BEGIN Data for the task

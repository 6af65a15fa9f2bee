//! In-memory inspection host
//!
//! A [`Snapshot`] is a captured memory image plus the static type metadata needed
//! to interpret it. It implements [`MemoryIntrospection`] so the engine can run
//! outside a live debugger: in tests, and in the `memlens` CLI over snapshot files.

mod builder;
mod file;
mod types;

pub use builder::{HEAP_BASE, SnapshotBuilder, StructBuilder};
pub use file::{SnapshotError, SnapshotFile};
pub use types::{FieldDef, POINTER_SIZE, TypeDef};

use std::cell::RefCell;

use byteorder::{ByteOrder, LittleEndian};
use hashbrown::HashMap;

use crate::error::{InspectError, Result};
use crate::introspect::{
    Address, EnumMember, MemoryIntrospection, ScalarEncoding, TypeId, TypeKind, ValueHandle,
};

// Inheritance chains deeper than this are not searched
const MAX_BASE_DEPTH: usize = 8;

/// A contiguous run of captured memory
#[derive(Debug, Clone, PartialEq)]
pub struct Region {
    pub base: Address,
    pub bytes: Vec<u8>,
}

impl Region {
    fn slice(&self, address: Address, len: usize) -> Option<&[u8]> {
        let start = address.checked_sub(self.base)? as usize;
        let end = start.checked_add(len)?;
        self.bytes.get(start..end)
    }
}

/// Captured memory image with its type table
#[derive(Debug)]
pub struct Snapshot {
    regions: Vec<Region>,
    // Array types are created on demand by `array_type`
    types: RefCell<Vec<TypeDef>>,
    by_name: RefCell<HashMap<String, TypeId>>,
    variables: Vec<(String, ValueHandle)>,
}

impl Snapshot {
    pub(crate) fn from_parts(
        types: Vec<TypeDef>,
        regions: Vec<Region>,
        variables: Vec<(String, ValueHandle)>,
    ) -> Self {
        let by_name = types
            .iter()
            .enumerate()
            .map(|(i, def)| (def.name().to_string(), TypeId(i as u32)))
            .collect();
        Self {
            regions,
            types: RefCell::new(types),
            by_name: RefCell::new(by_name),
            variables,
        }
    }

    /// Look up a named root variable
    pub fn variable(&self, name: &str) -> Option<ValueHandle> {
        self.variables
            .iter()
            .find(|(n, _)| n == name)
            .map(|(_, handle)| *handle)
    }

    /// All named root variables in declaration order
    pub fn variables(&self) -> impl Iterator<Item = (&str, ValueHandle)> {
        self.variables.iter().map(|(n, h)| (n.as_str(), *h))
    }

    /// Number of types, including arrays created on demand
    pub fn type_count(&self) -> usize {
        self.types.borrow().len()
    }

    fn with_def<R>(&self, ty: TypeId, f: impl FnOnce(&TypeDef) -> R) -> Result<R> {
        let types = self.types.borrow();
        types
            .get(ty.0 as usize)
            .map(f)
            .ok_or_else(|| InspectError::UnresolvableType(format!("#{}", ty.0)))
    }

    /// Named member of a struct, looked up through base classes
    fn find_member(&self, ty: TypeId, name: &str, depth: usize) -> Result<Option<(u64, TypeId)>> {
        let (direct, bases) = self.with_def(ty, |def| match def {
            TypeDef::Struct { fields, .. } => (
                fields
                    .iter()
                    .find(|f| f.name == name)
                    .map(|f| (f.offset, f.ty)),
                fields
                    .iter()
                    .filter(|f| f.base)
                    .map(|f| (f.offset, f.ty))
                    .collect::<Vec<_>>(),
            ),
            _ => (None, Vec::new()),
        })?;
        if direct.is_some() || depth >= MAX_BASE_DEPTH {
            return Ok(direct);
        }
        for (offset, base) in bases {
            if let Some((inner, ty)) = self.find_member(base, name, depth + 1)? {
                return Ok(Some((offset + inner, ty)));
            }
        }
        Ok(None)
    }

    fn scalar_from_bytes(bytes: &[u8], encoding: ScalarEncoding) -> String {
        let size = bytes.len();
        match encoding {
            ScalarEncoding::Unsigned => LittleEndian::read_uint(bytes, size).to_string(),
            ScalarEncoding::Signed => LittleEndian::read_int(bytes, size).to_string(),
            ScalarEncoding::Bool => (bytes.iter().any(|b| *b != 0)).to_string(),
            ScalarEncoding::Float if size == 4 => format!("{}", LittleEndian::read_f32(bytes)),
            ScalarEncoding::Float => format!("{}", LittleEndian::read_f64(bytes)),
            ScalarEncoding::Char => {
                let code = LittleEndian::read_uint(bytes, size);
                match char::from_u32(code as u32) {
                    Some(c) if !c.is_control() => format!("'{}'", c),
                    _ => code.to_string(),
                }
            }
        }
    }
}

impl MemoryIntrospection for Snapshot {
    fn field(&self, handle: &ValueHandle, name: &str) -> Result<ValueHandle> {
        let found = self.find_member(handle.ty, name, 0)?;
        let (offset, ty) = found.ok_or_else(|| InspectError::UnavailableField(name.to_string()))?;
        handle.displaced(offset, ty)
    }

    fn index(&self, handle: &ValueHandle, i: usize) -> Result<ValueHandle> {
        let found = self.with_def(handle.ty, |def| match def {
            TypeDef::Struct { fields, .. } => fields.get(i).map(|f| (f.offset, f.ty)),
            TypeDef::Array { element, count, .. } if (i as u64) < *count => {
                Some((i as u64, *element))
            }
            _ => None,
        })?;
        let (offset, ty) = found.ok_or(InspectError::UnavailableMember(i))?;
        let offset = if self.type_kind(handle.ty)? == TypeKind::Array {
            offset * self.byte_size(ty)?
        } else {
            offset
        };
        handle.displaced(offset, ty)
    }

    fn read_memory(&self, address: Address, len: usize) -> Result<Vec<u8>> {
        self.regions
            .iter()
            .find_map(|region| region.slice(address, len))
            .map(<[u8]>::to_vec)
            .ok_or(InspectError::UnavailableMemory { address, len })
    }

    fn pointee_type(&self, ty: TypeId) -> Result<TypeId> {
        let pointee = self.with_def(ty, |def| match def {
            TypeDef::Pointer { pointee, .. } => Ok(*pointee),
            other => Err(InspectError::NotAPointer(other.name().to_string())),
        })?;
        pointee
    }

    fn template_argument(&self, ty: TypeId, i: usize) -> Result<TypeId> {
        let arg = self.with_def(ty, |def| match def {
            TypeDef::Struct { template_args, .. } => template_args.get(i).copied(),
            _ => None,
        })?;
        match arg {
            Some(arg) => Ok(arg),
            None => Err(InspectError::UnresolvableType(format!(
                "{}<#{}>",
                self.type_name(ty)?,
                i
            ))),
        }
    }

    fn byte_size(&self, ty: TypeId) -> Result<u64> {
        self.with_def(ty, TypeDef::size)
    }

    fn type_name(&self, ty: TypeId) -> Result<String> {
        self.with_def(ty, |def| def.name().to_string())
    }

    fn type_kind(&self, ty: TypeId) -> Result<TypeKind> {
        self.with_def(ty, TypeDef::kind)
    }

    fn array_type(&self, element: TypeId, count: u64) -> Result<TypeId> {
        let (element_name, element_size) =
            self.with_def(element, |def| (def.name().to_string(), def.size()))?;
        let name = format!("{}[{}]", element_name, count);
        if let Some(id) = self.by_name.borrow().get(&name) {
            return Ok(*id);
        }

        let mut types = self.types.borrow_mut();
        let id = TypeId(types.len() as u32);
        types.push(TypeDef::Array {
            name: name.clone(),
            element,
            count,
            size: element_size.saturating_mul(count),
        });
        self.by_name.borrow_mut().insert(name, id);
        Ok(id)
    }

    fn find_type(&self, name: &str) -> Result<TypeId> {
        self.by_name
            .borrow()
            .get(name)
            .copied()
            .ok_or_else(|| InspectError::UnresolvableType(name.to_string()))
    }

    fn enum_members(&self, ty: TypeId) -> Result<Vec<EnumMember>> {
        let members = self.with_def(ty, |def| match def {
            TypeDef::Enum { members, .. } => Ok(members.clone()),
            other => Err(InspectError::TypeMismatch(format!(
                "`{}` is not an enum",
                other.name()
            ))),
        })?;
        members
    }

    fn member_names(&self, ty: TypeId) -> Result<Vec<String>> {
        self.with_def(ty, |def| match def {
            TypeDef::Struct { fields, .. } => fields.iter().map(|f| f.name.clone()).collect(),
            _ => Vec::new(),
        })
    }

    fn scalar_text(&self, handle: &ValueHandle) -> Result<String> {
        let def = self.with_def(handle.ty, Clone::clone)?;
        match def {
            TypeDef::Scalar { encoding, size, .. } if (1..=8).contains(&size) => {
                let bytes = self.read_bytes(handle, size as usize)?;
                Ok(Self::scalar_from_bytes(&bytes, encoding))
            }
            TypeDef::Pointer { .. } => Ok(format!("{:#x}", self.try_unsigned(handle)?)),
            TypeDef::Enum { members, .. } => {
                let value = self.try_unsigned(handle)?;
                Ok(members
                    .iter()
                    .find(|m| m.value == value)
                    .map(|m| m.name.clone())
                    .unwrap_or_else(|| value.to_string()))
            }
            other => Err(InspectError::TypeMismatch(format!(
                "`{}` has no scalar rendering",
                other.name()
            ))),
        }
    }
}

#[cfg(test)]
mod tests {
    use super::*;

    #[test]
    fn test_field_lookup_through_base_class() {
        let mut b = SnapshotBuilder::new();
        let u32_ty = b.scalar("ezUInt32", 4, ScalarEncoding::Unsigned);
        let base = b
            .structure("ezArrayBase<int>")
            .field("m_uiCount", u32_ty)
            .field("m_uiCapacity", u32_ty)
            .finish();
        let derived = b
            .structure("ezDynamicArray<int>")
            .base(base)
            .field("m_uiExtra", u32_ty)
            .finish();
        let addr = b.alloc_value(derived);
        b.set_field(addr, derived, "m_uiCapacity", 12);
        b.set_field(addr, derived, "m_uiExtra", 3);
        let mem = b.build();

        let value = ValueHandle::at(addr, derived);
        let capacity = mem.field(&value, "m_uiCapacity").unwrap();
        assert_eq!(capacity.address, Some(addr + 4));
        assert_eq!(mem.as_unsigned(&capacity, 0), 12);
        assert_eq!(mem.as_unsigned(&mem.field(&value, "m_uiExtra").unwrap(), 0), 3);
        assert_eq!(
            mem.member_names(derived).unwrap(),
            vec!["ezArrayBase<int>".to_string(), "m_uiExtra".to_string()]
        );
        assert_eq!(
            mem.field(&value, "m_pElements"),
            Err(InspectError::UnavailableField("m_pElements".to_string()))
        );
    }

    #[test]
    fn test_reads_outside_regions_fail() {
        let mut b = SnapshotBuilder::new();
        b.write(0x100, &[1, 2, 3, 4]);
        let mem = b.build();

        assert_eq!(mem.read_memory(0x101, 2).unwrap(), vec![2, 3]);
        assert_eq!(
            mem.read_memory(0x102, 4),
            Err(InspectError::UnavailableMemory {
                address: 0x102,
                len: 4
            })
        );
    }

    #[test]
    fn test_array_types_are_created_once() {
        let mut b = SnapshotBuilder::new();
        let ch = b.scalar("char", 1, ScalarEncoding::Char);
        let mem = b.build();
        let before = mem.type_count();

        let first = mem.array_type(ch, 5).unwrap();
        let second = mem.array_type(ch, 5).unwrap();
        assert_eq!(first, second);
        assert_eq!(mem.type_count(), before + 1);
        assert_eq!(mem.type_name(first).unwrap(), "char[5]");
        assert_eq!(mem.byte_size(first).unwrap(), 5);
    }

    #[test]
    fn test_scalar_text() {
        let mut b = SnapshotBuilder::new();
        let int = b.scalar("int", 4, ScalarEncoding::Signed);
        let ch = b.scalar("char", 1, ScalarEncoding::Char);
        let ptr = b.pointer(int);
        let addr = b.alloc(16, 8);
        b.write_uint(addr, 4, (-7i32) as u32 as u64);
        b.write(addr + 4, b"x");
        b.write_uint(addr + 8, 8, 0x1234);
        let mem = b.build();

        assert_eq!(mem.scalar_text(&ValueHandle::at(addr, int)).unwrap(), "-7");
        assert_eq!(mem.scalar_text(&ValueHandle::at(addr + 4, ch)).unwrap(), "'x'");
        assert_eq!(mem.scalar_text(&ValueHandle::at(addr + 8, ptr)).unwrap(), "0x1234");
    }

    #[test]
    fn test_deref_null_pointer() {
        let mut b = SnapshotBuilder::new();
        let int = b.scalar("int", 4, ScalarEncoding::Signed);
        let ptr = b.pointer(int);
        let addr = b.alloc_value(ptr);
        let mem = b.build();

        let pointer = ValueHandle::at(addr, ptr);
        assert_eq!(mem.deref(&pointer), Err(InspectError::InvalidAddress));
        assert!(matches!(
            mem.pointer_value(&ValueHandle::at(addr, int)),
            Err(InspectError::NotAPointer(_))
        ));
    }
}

END Data for the task

The answer should consist solely of the lines from the first line above through the one with "let start = address.checked_sub(self.base)?", both included, repeated exactly.

Reply to the task —
repository 6af65a15fa9f2bee
//! In-memory inspection host
//!
//! A [`Snapshot`] is a captured memory image plus the static type metadata needed
//! to interpret it. It implements [`MemoryIntrospection`] so the engine can run
//! outside a live debugger: in tests, and in the `memlens` CLI over snapshot files.

mod builder;
mod file;
mod types;

pub use builder::{HEAP_BASE, SnapshotBuilder, StructBuilder};
pub use file::{SnapshotError, SnapshotFile};
pub use types::{FieldDef, POINTER_SIZE, TypeDef};

use std::cell::RefCell;

use byteorder::{ByteOrder, LittleEndian};
use hashbrown::HashMap;

use crate::error::{InspectError, Result};
use crate::introspect::{
    Address, EnumMember, MemoryIntrospection, ScalarEncoding, TypeId, TypeKind, ValueHandle,
};

// Inheritance chains deeper than this are not searched
const MAX_BASE_DEPTH: usize = 8;

/// A contiguous run of captured memory
#[derive(Debug, Clone, PartialEq)]
pub struct Region {
    pub base: Address,
    pub bytes: Vec<u8>,
}

impl Region {
    fn slice(&self, address: Address, len: usize) -> Option<&[u8]> {
        let start = address.checked_sub(self.base)? as usize;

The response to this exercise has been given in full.